From the listing, collect all lines containing the word "direction".

+-------+

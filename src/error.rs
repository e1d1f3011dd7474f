use thiserror::Error;

/// Top-level error type for the topoform kernel.
#[derive(Debug, Error)]
pub enum TopoformError {
    #[error(transparent)]
    Geometry(#[from] GeometryError),

    #[error(transparent)]
    Topology(#[from] TopologyError),

    #[error(transparent)]
    Operation(#[from] OperationError),

    #[error("serialization failed: {0}")]
    Serialization(#[from] serde_json::Error),
}

/// Errors related to geometric computations.
#[derive(Debug, Error)]
pub enum GeometryError {
    #[error("parameter {parameter} = {value} is out of range [{min}, {max}]")]
    ParameterOutOfRange {
        parameter: &'static str,
        value: f64,
        min: f64,
        max: f64,
    },

    #[error("degenerate geometry: {0}")]
    Degenerate(String),

    #[error("zero-length vector")]
    ZeroVector,

    #[error("point does not lie on the curve")]
    PointNotOnCurve,
}

/// Errors raised when the topology graph or a caller contract is broken.
///
/// These are programming errors: no retry can fix them.
#[derive(Debug, Error)]
pub enum TopologyError {
    #[error("entity not found: {0}")]
    EntityNotFound(String),

    #[error("co-edge `{0}` not found in region path")]
    CoEdgeNotFound(String),

    #[error("loop is not closed")]
    LoopNotClosed,

    #[error("cannot merge an empty surface list")]
    EmptySurfaceList,

    #[error("invalid topology: {0}")]
    InvalidTopology(String),
}

/// Errors related to modelling operations.
#[derive(Debug, Error)]
pub enum OperationError {
    #[error("invalid input: {0}")]
    InvalidInput(String),

    #[error("operation failed: {0}")]
    Failed(String),

    #[error("unsupported: {0}")]
    Unsupported(String),
}

/// Convenience type alias for results using [`TopoformError`].
pub type Result<T> = std::result::Result<T, TopoformError>;
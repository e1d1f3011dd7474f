pub mod coedge;
pub mod face;
pub mod loops;
pub mod shell;
pub mod vertex;

pub use coedge::{CoEdgeData, CoEdgeId};
pub use face::{FaceData, FaceId, SurfaceId};
pub use loops::{LoopData, LoopId};
pub use shell::{ShellData, ShellId};
pub use vertex::{VertexData, VertexId};

use crate::error::{Result, TopologyError};
use crate::geometry::FaceSurface;
use crate::math::{is_mirroring, Matrix4};
use slotmap::SlotMap;

/// Central arena that owns all topological entities.
///
/// Entities reference each other via typed IDs (generational indices).
/// `next`/`prev`/`partner` links are plain IDs, so loops can be spliced in
/// O(1) and a removed entity simply stops resolving.
#[derive(Debug, Clone, Default)]
pub struct TopologyStore {
    vertices: SlotMap<VertexId, VertexData>,
    coedges: SlotMap<CoEdgeId, CoEdgeData>,
    loops: SlotMap<LoopId, LoopData>,
    faces: SlotMap<FaceId, FaceData>,
    surfaces: SlotMap<SurfaceId, FaceSurface>,
    shells: SlotMap<ShellId, ShellData>,
}

impl TopologyStore {
    /// Creates a new, empty topology store.
    #[must_use]
    pub fn new() -> Self {
        Self::default()
    }

    /// Returns a reference to the vertex data, or an error if not found.
    ///
    /// # Errors
    ///
    /// Returns an error if the entity is not found in the store.
    pub fn vertex(&self, id: VertexId) -> Result<&VertexData> {
        Ok(self
            .vertices
            .get(id)
            .ok_or_else(|| TopologyError::EntityNotFound("vertex".into()))?)
    }

    /// Returns a reference to the co-edge data, or an error if not found.
    ///
    /// # Errors
    ///
    /// Returns an error if the entity is not found in the store.
    pub fn coedge(&self, id: CoEdgeId) -> Result<&CoEdgeData> {
        Ok(self
            .coedges
            .get(id)
            .ok_or_else(|| TopologyError::EntityNotFound("coedge".into()))?)
    }

    /// Returns a mutable reference to the co-edge data, or an error if not found.
    ///
    /// # Errors
    ///
    /// Returns an error if the entity is not found in the store.
    pub fn coedge_mut(&mut self, id: CoEdgeId) -> Result<&mut CoEdgeData> {
        Ok(self
            .coedges
            .get_mut(id)
            .ok_or_else(|| TopologyError::EntityNotFound("coedge".into()))?)
    }

    /// Returns a reference to the loop data, or an error if not found.
    ///
    /// # Errors
    ///
    /// Returns an error if the entity is not found in the store.
    pub fn loop_data(&self, id: LoopId) -> Result<&LoopData> {
        Ok(self
            .loops
            .get(id)
            .ok_or_else(|| TopologyError::EntityNotFound("loop".into()))?)
    }

    fn loop_mut(&mut self, id: LoopId) -> Result<&mut LoopData> {
        Ok(self
            .loops
            .get_mut(id)
            .ok_or_else(|| TopologyError::EntityNotFound("loop".into()))?)
    }

    /// Returns a reference to the face data, or an error if not found.
    ///
    /// # Errors
    ///
    /// Returns an error if the entity is not found in the store.
    pub fn face(&self, id: FaceId) -> Result<&FaceData> {
        Ok(self
            .faces
            .get(id)
            .ok_or_else(|| TopologyError::EntityNotFound("face".into()))?)
    }

    fn face_mut(&mut self, id: FaceId) -> Result<&mut FaceData> {
        Ok(self
            .faces
            .get_mut(id)
            .ok_or_else(|| TopologyError::EntityNotFound("face".into()))?)
    }

    /// Returns a reference to a stored surface, or an error if not found.
    ///
    /// # Errors
    ///
    /// Returns an error if the entity is not found in the store.
    pub fn surface(&self, id: SurfaceId) -> Result<&FaceSurface> {
        Ok(self
            .surfaces
            .get(id)
            .ok_or_else(|| TopologyError::EntityNotFound("surface".into()))?)
    }

    /// Returns a reference to the shell data, or an error if not found.
    ///
    /// # Errors
    ///
    /// Returns an error if the entity is not found in the store.
    pub fn shell(&self, id: ShellId) -> Result<&ShellData> {
        Ok(self
            .shells
            .get(id)
            .ok_or_else(|| TopologyError::EntityNotFound("shell".into()))?)
    }

    fn shell_mut(&mut self, id: ShellId) -> Result<&mut ShellData> {
        Ok(self
            .shells
            .get_mut(id)
            .ok_or_else(|| TopologyError::EntityNotFound("shell".into()))?)
    }

    /// Returns `true` if the face is still present.
    #[must_use]
    pub fn contains_face(&self, id: FaceId) -> bool {
        self.faces.contains_key(id)
    }

    /// Number of live faces.
    #[must_use]
    pub fn face_count(&self) -> usize {
        self.faces.len()
    }

    /// Number of live vertices.
    #[must_use]
    pub fn vertex_count(&self) -> usize {
        self.vertices.len()
    }

    /// Applies a homogeneous transform to every entity in the store.
    ///
    /// A mirroring transform flips the handedness of every loop, so all
    /// loops are reversed to keep outer boundaries counter-clockwise about
    /// the (transformed) face normal.
    ///
    /// # Errors
    ///
    /// Returns an error if the transform degenerates a curve or surface.
    pub fn transform(&mut self, matrix: &Matrix4) -> Result<()> {
        for vertex in self.vertices.values_mut() {
            vertex.point = matrix.transform_point(&vertex.point);
        }
        for coedge in self.coedges.values_mut() {
            coedge.curve.transform(matrix)?;
        }
        for surface in self.surfaces.values_mut() {
            *surface = surface.transformed(matrix)?;
        }
        if is_mirroring(matrix) {
            let loops: Vec<LoopId> = self.loops.keys().collect();
            for id in loops {
                self.reverse_loop(id)?;
            }
        }
        Ok(())
    }
}
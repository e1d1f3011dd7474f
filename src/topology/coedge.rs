use crate::error::{Result, TopologyError};
use crate::geometry::Curve;
use crate::math::Point3;
use crate::naming::TopoName;

use super::loops::LoopId;
use super::vertex::VertexId;
use super::TopologyStore;

slotmap::new_key_type! {
    /// Unique identifier for a co-edge in the topology store.
    pub struct CoEdgeId;
}

/// A directed use of a curve inside a loop.
///
/// `curve` is stored in traversal direction, running from `start` to `end`.
/// `reversed` records whether that opposes the natural direction of the
/// shared edge, so of two partners exactly one is reversed.
#[derive(Debug, Clone)]
pub struct CoEdgeData {
    pub curve: Curve,
    pub reversed: bool,
    pub start: VertexId,
    pub end: VertexId,
    pub next: CoEdgeId,
    pub prev: CoEdgeId,
    /// The co-edge on the adjacent face running the other way. A relation,
    /// never ownership.
    pub partner: Option<CoEdgeId>,
    pub owner: LoopId,
    pub topo_name: Option<TopoName>,
}

impl TopologyStore {
    /// Creates a detached co-edge (linked to itself) owned by `owner`.
    pub(crate) fn insert_coedge(
        &mut self,
        owner: LoopId,
        curve: Curve,
        reversed: bool,
        start: VertexId,
        end: VertexId,
    ) -> Result<CoEdgeId> {
        self.retain_vertex(start)?;
        self.retain_vertex(end)?;
        Ok(self.coedges.insert_with_key(|id| CoEdgeData {
            curve,
            reversed,
            start,
            end,
            next: id,
            prev: id,
            partner: None,
            owner,
            topo_name: None,
        }))
    }

    /// Removes a co-edge without touching its neighbours' links.
    pub(crate) fn drop_coedge(&mut self, id: CoEdgeId) {
        if let Some(data) = self.coedges.remove(id) {
            if let Some(partner) = data.partner {
                if let Some(p) = self.coedges.get_mut(partner) {
                    if p.partner == Some(id) {
                        p.partner = None;
                    }
                }
            }
            self.release_vertex(data.start);
            self.release_vertex(data.end);
        }
    }

    /// Start point of the co-edge in traversal direction.
    ///
    /// # Errors
    ///
    /// Returns an error if the co-edge or its vertex is missing.
    pub fn coedge_start_point(&self, id: CoEdgeId) -> Result<Point3> {
        self.vertex_point(self.coedge(id)?.start)
    }

    /// End point of the co-edge in traversal direction.
    ///
    /// # Errors
    ///
    /// Returns an error if the co-edge or its vertex is missing.
    pub fn coedge_end_point(&self, id: CoEdgeId) -> Result<Point3> {
        self.vertex_point(self.coedge(id)?.end)
    }

    /// Pairs two co-edges as partners.
    ///
    /// # Errors
    ///
    /// Returns an error if either co-edge is missing.
    pub fn set_partner(&mut self, a: CoEdgeId, b: CoEdgeId) -> Result<()> {
        self.coedge(b)?;
        self.coedge_mut(a)?.partner = Some(b);
        self.coedge_mut(b)?.partner = Some(a);
        Ok(())
    }

    /// Attaches a topology name to a co-edge.
    ///
    /// # Errors
    ///
    /// Returns an error if the co-edge is missing.
    pub fn set_coedge_name(&mut self, id: CoEdgeId, name: Option<TopoName>) -> Result<()> {
        self.coedge_mut(id)?.topo_name = name;
        Ok(())
    }

    /// Splits a co-edge at `point`, inserting the second half right after it
    /// in the same loop. The partner, if any, is split at the same shared
    /// vertex and partners are re-paired crosswise.
    ///
    /// Returns the new co-edge and the new vertex. Nothing is modified when
    /// the point does not lie on the curve.
    ///
    /// # Errors
    ///
    /// Returns an error if the point is not on the co-edge's curve or the
    /// co-edge is missing.
    pub fn split_coedge(
        &mut self,
        id: CoEdgeId,
        point: &Point3,
        tol: f64,
    ) -> Result<(CoEdgeId, VertexId)> {
        let data = self.coedge(id)?;
        let halves = data.curve.split_at(point, tol)?;
        let partner = data.partner;
        let partner_halves = match partner {
            Some(p) => Some((p, self.coedge(p)?.curve.split_at(point, tol)?)),
            None => None,
        };

        let vertex = self.add_vertex(*point);
        let second = self.split_with(id, vertex, halves)?;
        if let Some((p, p_halves)) = partner_halves {
            let p_second = self.split_with(p, vertex, p_halves)?;
            // id: S->v pairs with p_second: v->S, second: v->E with p: E->v.
            self.set_partner(id, p_second)?;
            self.set_partner(second, p)?;
        }
        Ok((second, vertex))
    }

    fn split_with(
        &mut self,
        id: CoEdgeId,
        vertex: VertexId,
        (first, second): (Curve, Curve),
    ) -> Result<CoEdgeId> {
        let data = self.coedge(id)?.clone();
        let tail = self.insert_coedge(data.owner, second, data.reversed, vertex, data.end)?;
        self.coedge_mut(tail)?.topo_name = data.topo_name;

        self.retain_vertex(vertex)?;
        {
            let head = self.coedge_mut(id)?;
            head.curve = first;
            head.end = vertex;
        }
        self.release_vertex(data.end);
        self.insert_coedge_after(id, tail)?;
        Ok(tail)
    }

    /// Returns the co-edge's partner or a topology error when the edge is a
    /// free boundary.
    ///
    /// # Errors
    ///
    /// Returns [`TopologyError::InvalidTopology`] if the co-edge has no partner.
    pub fn require_partner(&self, id: CoEdgeId) -> Result<CoEdgeId> {
        Ok(self
            .coedge(id)?
            .partner
            .ok_or_else(|| TopologyError::InvalidTopology("co-edge has no partner".into()))?)
    }
}
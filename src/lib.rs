pub mod config;
pub mod error;
pub mod geometry;
pub mod math;
pub mod naming;
pub mod operations;
pub mod region;
pub mod support;
pub mod topology;

pub use config::Tolerances;
pub use error::{Result, TopoformError};
use std::collections::HashMap;

use crate::error::{OperationError, Result};
use crate::geometry::{Curve, FaceSurface, Plane};
use crate::math::polygon_3d::{distance_to_segment, point_in_polygon_3d};
use crate::math::Point3;
use crate::support::face_util::discrete_loop;
use crate::topology::{CoEdgeId, FaceId, LoopId, ShellId, TopologyStore, VertexId};

/// Faces created in one shell by an edge insertion.
#[derive(Debug, Clone, Default, PartialEq)]
pub struct ShellModification {
    pub add_faces: Option<Vec<FaceId>>,
}

/// Result of [`ShellEditor::add_edges`], keyed by modified shell.
#[derive(Debug, Clone, Default, PartialEq)]
pub struct AddEdgesResult {
    pub modified_shells: HashMap<ShellId, ShellModification>,
}

impl AddEdgesResult {
    /// Faces created in `shell`, or an empty slice.
    #[must_use]
    pub fn added_faces(&self, shell: ShellId) -> &[FaceId] {
        self.modified_shells
            .get(&shell)
            .and_then(|m| m.add_faces.as_deref())
            .unwrap_or(&[])
    }
}

/// Shell-editing primitive: inserts curves into existing shells.
///
/// `surface_hint` restricts the candidate faces to those lying on an
/// equivalent surface. Implementations leave the store untouched when they
/// return an error.
pub trait ShellEditor {
    /// Inserts `curves` into `shells` and reports the faces created.
    ///
    /// # Errors
    ///
    /// Returns an error if a curve cannot be inserted.
    fn add_edges(
        &mut self,
        store: &mut TopologyStore,
        curves: &[Curve],
        shells: &[ShellId],
        surface_hint: Option<&FaceSurface>,
    ) -> Result<AddEdgesResult>;
}

/// Built-in edge insertion for straight cuts across planar faces.
///
/// Each line must start and end on the outer boundary of one planar face
/// and run through its interior; the face is replaced by the two faces on
/// either side. Neighbouring faces gain the new boundary vertices, so the
/// shell stays closed.
#[derive(Debug, Clone)]
pub struct AddEdges {
    tol: f64,
}

/// Where a cut endpoint meets a face boundary.
enum Anchor {
    Vertex(VertexId),
    OnCoEdge(CoEdgeId),
}

/// Interior samples along the chord that must fall inside the face.
const CHORD_SAMPLES: u32 = 8;

impl AddEdges {
    #[must_use]
    pub fn new(tol: f64) -> Self {
        Self { tol }
    }

    fn locate(&self, store: &TopologyStore, lp: LoopId, point: &Point3) -> Result<Option<Anchor>> {
        let coedges = store.loop_coedges(lp)?;
        for &c in &coedges {
            let start = store.coedge(c)?.start;
            if (store.vertex_point(start)? - point).norm() <= self.tol {
                return Ok(Some(Anchor::Vertex(start)));
            }
        }
        for &c in &coedges {
            if store.coedge(c)?.curve.contains_point(point, self.tol) {
                return Ok(Some(Anchor::OnCoEdge(c)));
            }
        }
        Ok(None)
    }

    fn inside(&self, store: &TopologyStore, face: FaceId, plane: &Plane, point: &Point3) -> Result<bool> {
        let data = store.face(face)?;
        if !point_in_polygon_3d(point, &discrete_loop(store, data.outer, self.tol)?, plane) {
            return Ok(false);
        }
        for &hole in &data.inners {
            if point_in_polygon_3d(point, &discrete_loop(store, hole, self.tol)?, plane) {
                return Ok(false);
            }
        }
        Ok(true)
    }

    /// Returns `true` if the chord can split `face`.
    fn accepts(
        &self,
        store: &TopologyStore,
        face: FaceId,
        hint: Option<&FaceSurface>,
        a: &Point3,
        b: &Point3,
    ) -> Result<bool> {
        let surface = store.face_surface(face)?;
        if hint.is_some_and(|h| h.key() != surface.key()) {
            return Ok(false);
        }
        let Some(plane) = surface.as_plane() else {
            return Ok(false);
        };
        if !plane.contains_point(a, self.tol) || !plane.contains_point(b, self.tol) {
            return Ok(false);
        }
        let outer = store.face(face)?.outer;
        let (Some(anchor_a), Some(anchor_b)) = (self.locate(store, outer, a)?, self.locate(store, outer, b)?) else {
            return Ok(false);
        };
        if let (Anchor::OnCoEdge(ca), Anchor::OnCoEdge(cb)) = (&anchor_a, &anchor_b) {
            if ca == cb {
                return Ok(false);
            }
        }
        for k in 1..CHORD_SAMPLES {
            let t = f64::from(k) / f64::from(CHORD_SAMPLES);
            let sample = a + (b - a) * t;
            if !self.inside(store, face, plane, &sample)? {
                return Ok(false);
            }
        }
        // A chord running along an edge also passes the sampling above.
        for c in store.loop_coedges(outer)? {
            let (s, e) = (store.coedge_start_point(c)?, store.coedge_end_point(c)?);
            let mid = a + (b - a) * 0.5;
            if matches!(store.coedge(c)?.curve, Curve::Line(_)) && distance_to_segment(&mid, &s, &e) <= self.tol {
                return Ok(false);
            }
        }
        Ok(true)
    }

    /// Makes `point` a vertex of the loop and returns it.
    fn anchor_vertex(&self, store: &mut TopologyStore, lp: LoopId, point: &Point3) -> Result<VertexId> {
        match self.locate(store, lp, point)? {
            Some(Anchor::Vertex(v)) => Ok(v),
            Some(Anchor::OnCoEdge(c)) => Ok(store.split_coedge(c, point, self.tol)?.1),
            None => Err(OperationError::Failed("cut endpoint left the face boundary".into()).into()),
        }
    }

    /// Splits `face` along the chord `a -> b`, returning the two new faces.
    fn split_face(&self, store: &mut TopologyStore, face: FaceId, a: &Point3, b: &Point3) -> Result<[FaceId; 2]> {
        let outer = store.face(face)?.outer;
        let va = self.anchor_vertex(store, outer, a)?;
        let vb = self.anchor_vertex(store, outer, b)?;

        let ring = store.loop_coedges(outer)?;
        let starts = ring
            .iter()
            .map(|c| store.coedge(*c).map(|d| d.start))
            .collect::<Result<Vec<_>>>()?;
        let ia = starts
            .iter()
            .position(|v| *v == va)
            .ok_or_else(|| OperationError::Failed("cut start is not on the loop".into()))?;
        let ib = starts
            .iter()
            .position(|v| *v == vb)
            .ok_or_else(|| OperationError::Failed("cut end is not on the loop".into()))?;
        let n = ring.len();
        let walk = |from: usize, to: usize| -> Vec<CoEdgeId> {
            let mut out = Vec::new();
            let mut i = from;
            while i != to {
                out.push(ring[i]);
                i = (i + 1) % n;
            }
            out
        };
        let mut first = walk(ia, ib);
        let mut second = walk(ib, ia);

        let (pa, pb) = (store.vertex_point(va)?, store.vertex_point(vb)?);
        let back = store.insert_coedge(outer, Curve::line(pb, pa), true, vb, va)?;
        let new_loop = store.create_loop();
        let forth = store.insert_coedge(new_loop, Curve::line(pa, pb), false, va, vb)?;
        store.set_partner(back, forth)?;
        first.push(back);
        second.push(forth);

        let data = store.detach_face(face)?;
        store.relink_loop(outer, &first)?;
        store.relink_loop(new_loop, &second)?;

        let plane = store
            .surface(data.surface)?
            .as_plane()
            .cloned()
            .ok_or_else(|| OperationError::Unsupported("splitting a non-planar face".into()))?;
        let first_polygon = discrete_loop(store, outer, self.tol)?;
        let (mut first_inners, mut second_inners) = (Vec::new(), Vec::new());
        for hole in data.inners {
            let probe = store.loop_points(hole)?.first().copied();
            if probe.is_some_and(|p| point_in_polygon_3d(&p, &first_polygon, &plane)) {
                first_inners.push(hole);
            } else {
                second_inners.push(hole);
            }
        }

        let f1 = store.create_face(data.surface, outer, first_inners, data.same_sense)?;
        let f2 = store.create_face(data.surface, new_loop, second_inners, data.same_sense)?;
        if let Some(shell) = data.shell {
            store.add_face_to_shell(shell, f1)?;
            store.add_face_to_shell(shell, f2)?;
        }
        Ok([f1, f2])
    }

    fn apply(
        &self,
        store: &mut TopologyStore,
        curves: &[Curve],
        shells: &[ShellId],
        hint: Option<&FaceSurface>,
    ) -> Result<AddEdgesResult> {
        let mut result = AddEdgesResult::default();
        for curve in curves {
            let Curve::Line(line) = curve else {
                return Err(OperationError::Unsupported("only straight edges can be inserted".into()).into());
            };
            let (a, b) = (*line.start(), *line.end());
            if (b - a).norm() <= self.tol {
                return Err(OperationError::InvalidInput("edge is shorter than tolerance".into()).into());
            }
            let mut target = None;
            'search: for &shell in shells {
                for face in store.shell_faces(shell)? {
                    if self.accepts(store, face, hint, &a, &b)? {
                        target = Some((shell, face));
                        break 'search;
                    }
                }
            }
            let (shell, face) = target.ok_or_else(|| OperationError::Failed("edge does not cut any face".into()))?;
            let parts = self.split_face(store, face, &a, &b)?;

            let added = result
                .modified_shells
                .entry(shell)
                .or_default()
                .add_faces
                .get_or_insert_with(Vec::new);
            added.retain(|f| *f != face);
            added.extend(parts);
        }
        Ok(result)
    }
}

impl ShellEditor for AddEdges {
    fn add_edges(
        &mut self,
        store: &mut TopologyStore,
        curves: &[Curve],
        shells: &[ShellId],
        surface_hint: Option<&FaceSurface>,
    ) -> Result<AddEdgesResult> {
        let snapshot = store.clone();
        let result = self.apply(store, curves, shells, surface_hint);
        if result.is_err() {
            *store = snapshot;
        }
        result
    }
}

#[cfg(test)]
#[allow(clippy::unwrap_used)]
mod tests {
    use super::*;
    use crate::operations::shaping::ExtrudePath;
    use crate::region::path::tests::rect_loop;
    use crate::region::path::CoEdgePath;
    use crate::support::face_util::face_area;
    use approx::assert_relative_eq;

    fn wall_box(store: &mut TopologyStore) -> crate::operations::shaping::ShellWrapper {
        let path = CoEdgePath::new(rect_loop("o", "w", 0.0, 0.0, 4.0, 0.2, true), Vec::new());
        ExtrudePath::new(&path, 0.0, 3.0).execute(store).unwrap()
    }

    #[test]
    fn horizontal_cut_splits_wall_face() {
        let mut store = TopologyStore::new();
        let wrapper = wall_box(&mut store);
        let front = wrapper.side_faces[0][0];
        let hint = store.face_surface(front).unwrap().clone();
        let cut = Curve::line(Point3::new(0.0, 0.0, 1.0), Point3::new(4.0, 0.0, 1.0));

        let result = AddEdges::new(1e-6)
            .add_edges(&mut store, &[cut], &[wrapper.shell], hint.as_hint())
            .unwrap();
        let added = result.added_faces(wrapper.shell);
        assert_eq!(added.len(), 2);
        assert!(!store.contains_face(front));
        let areas: f64 = added.iter().map(|f| face_area(&store, *f, 1e-3).unwrap()).sum();
        assert_relative_eq!(areas, 12.0, epsilon = 1e-9);
        for &f in added {
            store.check_loop(store.face(f).unwrap().outer, 1e-9).unwrap();
        }
        // Neighbouring end walls picked up the cut vertices; the shell stays closed.
        for face in store.shell_faces(wrapper.shell).unwrap() {
            for c in store.face_coedges(face).unwrap() {
                assert!(store.coedge(c).unwrap().partner.is_some());
            }
        }
        assert_eq!(store.shell_faces(wrapper.shell).unwrap().len(), 7);
    }

    #[test]
    fn cut_outside_face_fails_and_keeps_store() {
        let mut store = TopologyStore::new();
        let wrapper = wall_box(&mut store);
        let faces = store.face_count();
        let vertices = store.vertex_count();
        let cut = Curve::line(Point3::new(10.0, 5.0, 1.0), Point3::new(12.0, 5.0, 1.0));
        assert!(AddEdges::new(1e-6).add_edges(&mut store, &[cut], &[wrapper.shell], None).is_err());
        assert_eq!(store.face_count(), faces);
        assert_eq!(store.vertex_count(), vertices);
    }

    #[test]
    fn hint_excludes_other_surfaces() {
        let mut store = TopologyStore::new();
        let wrapper = wall_box(&mut store);
        let back_hint = store.face_surface(wrapper.side_faces[0][2]).unwrap().clone();
        let cut = Curve::line(Point3::new(0.0, 0.0, 1.0), Point3::new(4.0, 0.0, 1.0));
        assert!(AddEdges::new(1e-6)
            .add_edges(&mut store, &[cut], &[wrapper.shell], back_hint.as_hint())
            .is_err());
    }

    #[test]
    fn second_cut_replaces_first_part_in_result() {
        let mut store = TopologyStore::new();
        let wrapper = wall_box(&mut store);
        let cuts = [
            Curve::line(Point3::new(0.0, 0.0, 1.0), Point3::new(4.0, 0.0, 1.0)),
            Curve::line(Point3::new(2.0, 0.0, 0.0), Point3::new(2.0, 0.0, 1.0)),
        ];
        let hint = store.face_surface(wrapper.side_faces[0][0]).unwrap().clone();
        let result = AddEdges::new(1e-6)
            .add_edges(&mut store, &cuts, &[wrapper.shell], hint.as_hint())
            .unwrap();
        let added = result.added_faces(wrapper.shell);
        assert_eq!(added.len(), 3);
        assert!(added.iter().all(|f| store.contains_face(*f)));
    }

    #[test]
    fn arcs_are_unsupported() {
        let mut store = TopologyStore::new();
        let wrapper = wall_box(&mut store);
        let arc: Curve = crate::geometry::Arc::in_xy(Point3::new(2.0, 0.1, 3.0), 0.05, 0.0, 1.0)
            .unwrap()
            .into();
        assert!(AddEdges::new(1e-6).add_edges(&mut store, &[arc], &[wrapper.shell], None).is_err());
    }
}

+-------+

RESULT OF THE EXERCISE –
/// `curve` is stored in traversal direction, running from `start` to `end`.
/// `reversed` records whether that opposes the natural direction of the
    /// Start point of the co-edge in traversal direction.
    /// End point of the co-edge in traversal direction.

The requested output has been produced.